→ **TASK TO CARRY OUT**:
Output the records in full, exactly as given.

────────

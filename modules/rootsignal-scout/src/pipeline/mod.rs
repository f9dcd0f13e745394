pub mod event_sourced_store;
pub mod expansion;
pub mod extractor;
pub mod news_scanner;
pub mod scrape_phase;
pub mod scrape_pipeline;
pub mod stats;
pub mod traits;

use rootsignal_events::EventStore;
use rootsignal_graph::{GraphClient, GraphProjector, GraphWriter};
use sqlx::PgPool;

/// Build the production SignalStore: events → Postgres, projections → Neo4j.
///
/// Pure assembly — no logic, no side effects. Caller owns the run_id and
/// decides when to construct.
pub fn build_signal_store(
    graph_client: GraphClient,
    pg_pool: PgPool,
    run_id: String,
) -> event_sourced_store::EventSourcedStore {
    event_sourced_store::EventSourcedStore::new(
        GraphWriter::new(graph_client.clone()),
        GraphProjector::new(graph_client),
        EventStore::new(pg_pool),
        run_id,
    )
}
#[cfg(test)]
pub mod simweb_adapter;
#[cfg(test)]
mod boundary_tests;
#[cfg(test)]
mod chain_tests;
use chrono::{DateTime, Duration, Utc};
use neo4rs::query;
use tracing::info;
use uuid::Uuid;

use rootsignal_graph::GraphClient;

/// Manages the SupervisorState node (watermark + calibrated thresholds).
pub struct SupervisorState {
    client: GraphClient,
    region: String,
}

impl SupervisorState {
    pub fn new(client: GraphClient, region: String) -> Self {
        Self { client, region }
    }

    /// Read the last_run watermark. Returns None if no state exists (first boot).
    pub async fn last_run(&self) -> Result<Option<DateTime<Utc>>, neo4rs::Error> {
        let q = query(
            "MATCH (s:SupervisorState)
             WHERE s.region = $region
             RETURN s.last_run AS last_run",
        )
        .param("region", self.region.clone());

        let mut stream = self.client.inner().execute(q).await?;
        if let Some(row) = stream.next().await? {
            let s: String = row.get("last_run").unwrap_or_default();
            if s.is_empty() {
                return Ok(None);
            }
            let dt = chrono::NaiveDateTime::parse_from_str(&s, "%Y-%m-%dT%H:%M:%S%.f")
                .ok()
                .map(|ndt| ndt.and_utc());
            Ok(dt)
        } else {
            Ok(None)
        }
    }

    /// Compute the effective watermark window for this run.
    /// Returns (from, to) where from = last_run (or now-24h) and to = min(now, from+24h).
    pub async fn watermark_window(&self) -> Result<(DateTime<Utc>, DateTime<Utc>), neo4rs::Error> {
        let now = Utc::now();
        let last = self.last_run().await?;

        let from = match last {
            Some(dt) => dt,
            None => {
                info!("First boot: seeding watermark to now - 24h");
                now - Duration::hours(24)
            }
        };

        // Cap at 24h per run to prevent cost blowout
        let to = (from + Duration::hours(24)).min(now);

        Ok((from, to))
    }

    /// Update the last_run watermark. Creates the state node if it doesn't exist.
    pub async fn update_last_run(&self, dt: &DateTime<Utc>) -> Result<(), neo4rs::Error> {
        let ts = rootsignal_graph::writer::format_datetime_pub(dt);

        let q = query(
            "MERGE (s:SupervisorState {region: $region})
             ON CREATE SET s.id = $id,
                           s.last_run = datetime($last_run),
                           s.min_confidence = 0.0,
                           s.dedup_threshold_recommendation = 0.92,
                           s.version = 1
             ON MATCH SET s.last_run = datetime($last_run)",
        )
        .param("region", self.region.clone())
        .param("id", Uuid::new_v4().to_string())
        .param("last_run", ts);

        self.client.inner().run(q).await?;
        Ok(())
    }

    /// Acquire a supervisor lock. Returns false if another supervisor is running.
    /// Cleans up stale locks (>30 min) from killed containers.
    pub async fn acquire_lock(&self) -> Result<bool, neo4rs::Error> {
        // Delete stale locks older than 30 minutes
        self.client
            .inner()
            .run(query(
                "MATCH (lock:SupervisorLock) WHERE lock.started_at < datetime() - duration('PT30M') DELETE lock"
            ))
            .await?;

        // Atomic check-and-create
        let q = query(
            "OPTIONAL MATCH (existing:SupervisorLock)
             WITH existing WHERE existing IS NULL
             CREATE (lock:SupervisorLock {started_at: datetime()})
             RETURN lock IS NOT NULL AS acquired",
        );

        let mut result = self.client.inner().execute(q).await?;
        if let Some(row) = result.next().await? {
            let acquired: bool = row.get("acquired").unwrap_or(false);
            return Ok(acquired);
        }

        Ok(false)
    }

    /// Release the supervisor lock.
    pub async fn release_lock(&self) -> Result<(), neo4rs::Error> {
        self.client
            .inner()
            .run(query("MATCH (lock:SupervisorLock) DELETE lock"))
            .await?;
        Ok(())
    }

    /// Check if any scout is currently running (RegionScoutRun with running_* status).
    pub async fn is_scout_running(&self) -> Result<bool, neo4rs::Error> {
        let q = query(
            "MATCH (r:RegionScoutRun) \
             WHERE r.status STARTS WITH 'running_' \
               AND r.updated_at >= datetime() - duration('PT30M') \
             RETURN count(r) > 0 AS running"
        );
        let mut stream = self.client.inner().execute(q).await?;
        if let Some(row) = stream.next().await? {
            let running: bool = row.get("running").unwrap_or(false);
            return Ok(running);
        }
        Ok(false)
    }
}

────────

→ **WRITTEN RESPONSE**:
filename modules/rootsignal-scout/src/pipeline/mod.rs
repository f9dcd0f13e745394
pub mod event_sourced_store;
pub mod expansion;
pub mod extractor;
pub mod news_scanner;
pub mod scrape_phase;
pub mod scrape_pipeline;
pub mod stats;
pub mod traits;

use rootsignal_events::EventStore;
use rootsignal_graph::{GraphClient, GraphProjector, GraphWriter};
use sqlx::PgPool;

/// Build the production SignalStore: events → Postgres, projections → Neo4j.
///
/// Pure assembly — no logic, no side effects. Caller owns the run_id and
/// decides when to construct.
pub fn build_signal_store(
    graph_client: GraphClient,
    pg_pool: PgPool,
    run_id: String,
) -> event_sourced_store::EventSourcedStore {
    event_sourced_store::EventSourcedStore::new(
        GraphWriter::new(graph_client.clone()),
        GraphProjector::new(graph_client),
        EventStore::new(pg_pool),
        run_id,
    )
}
#[cfg(test)]
pub mod simweb_adapter;
#[cfg(test)]
mod boundary_tests;
#[cfg(test)]
mod chain_tests;
use chrono::{DateTime, Duration, Utc};
use neo4rs::query;
use tracing::info;
use uuid::Uuid;

use rootsignal_graph::GraphClient;

/// Manages the SupervisorState node (watermark + calibrated thresholds).
pub struct SupervisorState {
    client: GraphClient,
    region: String,
}

impl SupervisorState {
    pub fn new(client: GraphClient, region: String) -> Self {
        Self { client, region }
    }

    /// Read the last_run watermark. Returns None if no state exists (first boot).
    pub async fn last_run(&self) -> Result<Option<DateTime<Utc>>, neo4rs::Error> {
        let q = query(
            "MATCH (s:SupervisorState)
             WHERE s.region = $region
             RETURN s.last_run AS last_run",
        )
        .param("region", self.region.clone());

        let mut stream = self.client.inner().execute(q).await?;
        if let Some(row) = stream.next().await? {
            let s: String = row.get("last_run").unwrap_or_default();
            if s.is_empty() {
                return Ok(None);
            }
            let dt = chrono::NaiveDateTime::parse_from_str(&s, "%Y-%m-%dT%H:%M:%S%.f")
                .ok()
                .map(|ndt| ndt.and_utc());
            Ok(dt)
        } else {
            Ok(None)
        }
    }

    /// Compute the effective watermark window for this run.
    /// Returns (from, to) where from = last_run (or now-24h) and to = min(now, from+24h).
    pub async fn watermark_window(&self) -> Result<(DateTime<Utc>, DateTime<Utc>), neo4rs::Error> {
        let now = Utc::now();
        let last = self.last_run().await?;

        let from = match last {
            Some(dt) => dt,
            None => {
                info!("First boot: seeding watermark to now - 24h");
                now - Duration::hours(24)
            }
        };

        // Cap at 24h per run to prevent cost blowout
        let to = (from + Duration::hours(24)).min(now);

        Ok((from, to))
    }

    /// Update the last_run watermark. Creates the state node if it doesn't exist.
    pub async fn update_last_run(&self, dt: &DateTime<Utc>) -> Result<(), neo4rs::Error> {
        let ts = rootsignal_graph::writer::format_datetime_pub(dt);

        let q = query(
            "MERGE (s:SupervisorState {region: $region})
             ON CREATE SET s.id = $id,
                           s.last_run = datetime($last_run),
                           s.min_confidence = 0.0,
                           s.dedup_threshold_recommendation = 0.92,
                           s.version = 1
             ON MATCH SET s.last_run = datetime($last_run)",
        )
        .param("region", self.region.clone())
        .param("id", Uuid::new_v4().to_string())
        .param("last_run", ts);

        self.client.inner().run(q).await?;
        Ok(())
    }

    /// Acquire a supervisor lock. Returns false if another supervisor is running.
    /// Cleans up stale locks (>30 min) from killed containers.
    pub async fn acquire_lock(&self) -> Result<bool, neo4rs::Error> {
        // Delete stale locks older than 30 minutes
        self.client
            .inner()
            .run(query(
                "MATCH (lock:SupervisorLock) WHERE lock.started_at < datetime() - duration('PT30M') DELETE lock"
            ))
            .await?;

        // Atomic check-and-create
        let q = query(
            "OPTIONAL MATCH (existing:SupervisorLock)
             WITH existing WHERE existing IS NULL
             CREATE (lock:SupervisorLock {started_at: datetime()})
             RETURN lock IS NOT NULL AS acquired",
        );

        let mut result = self.client.inner().execute(q).await?;
        if let Some(row) = result.next().await? {
            let acquired: bool = row.get("acquired").unwrap_or(false);
            return Ok(acquired);
        }

        Ok(false)
    }

    /// Release the supervisor lock.
    pub async fn release_lock(&self) -> Result<(), neo4rs::Error> {
        self.client
            .inner()
            .run(query("MATCH (lock:SupervisorLock) DELETE lock"))
            .await?;
        Ok(())
    }

    /// Check if any scout is currently running (RegionScoutRun with running_* status).
    pub async fn is_scout_running(&self) -> Result<bool, neo4rs::Error> {
        let q = query(
            "MATCH (r:RegionScoutRun) \
             WHERE r.status STARTS WITH 'running_' \
               AND r.updated_at >= datetime() - duration('PT30M') \
             RETURN count(r) > 0 AS running"
        );
        let mut stream = self.client.inner().execute(q).await?;
        if let Some(row) = stream.next().await? {
            let running: bool = row.get("running").unwrap_or(false);
            return Ok(running);
        }
        Ok(false)
    }
}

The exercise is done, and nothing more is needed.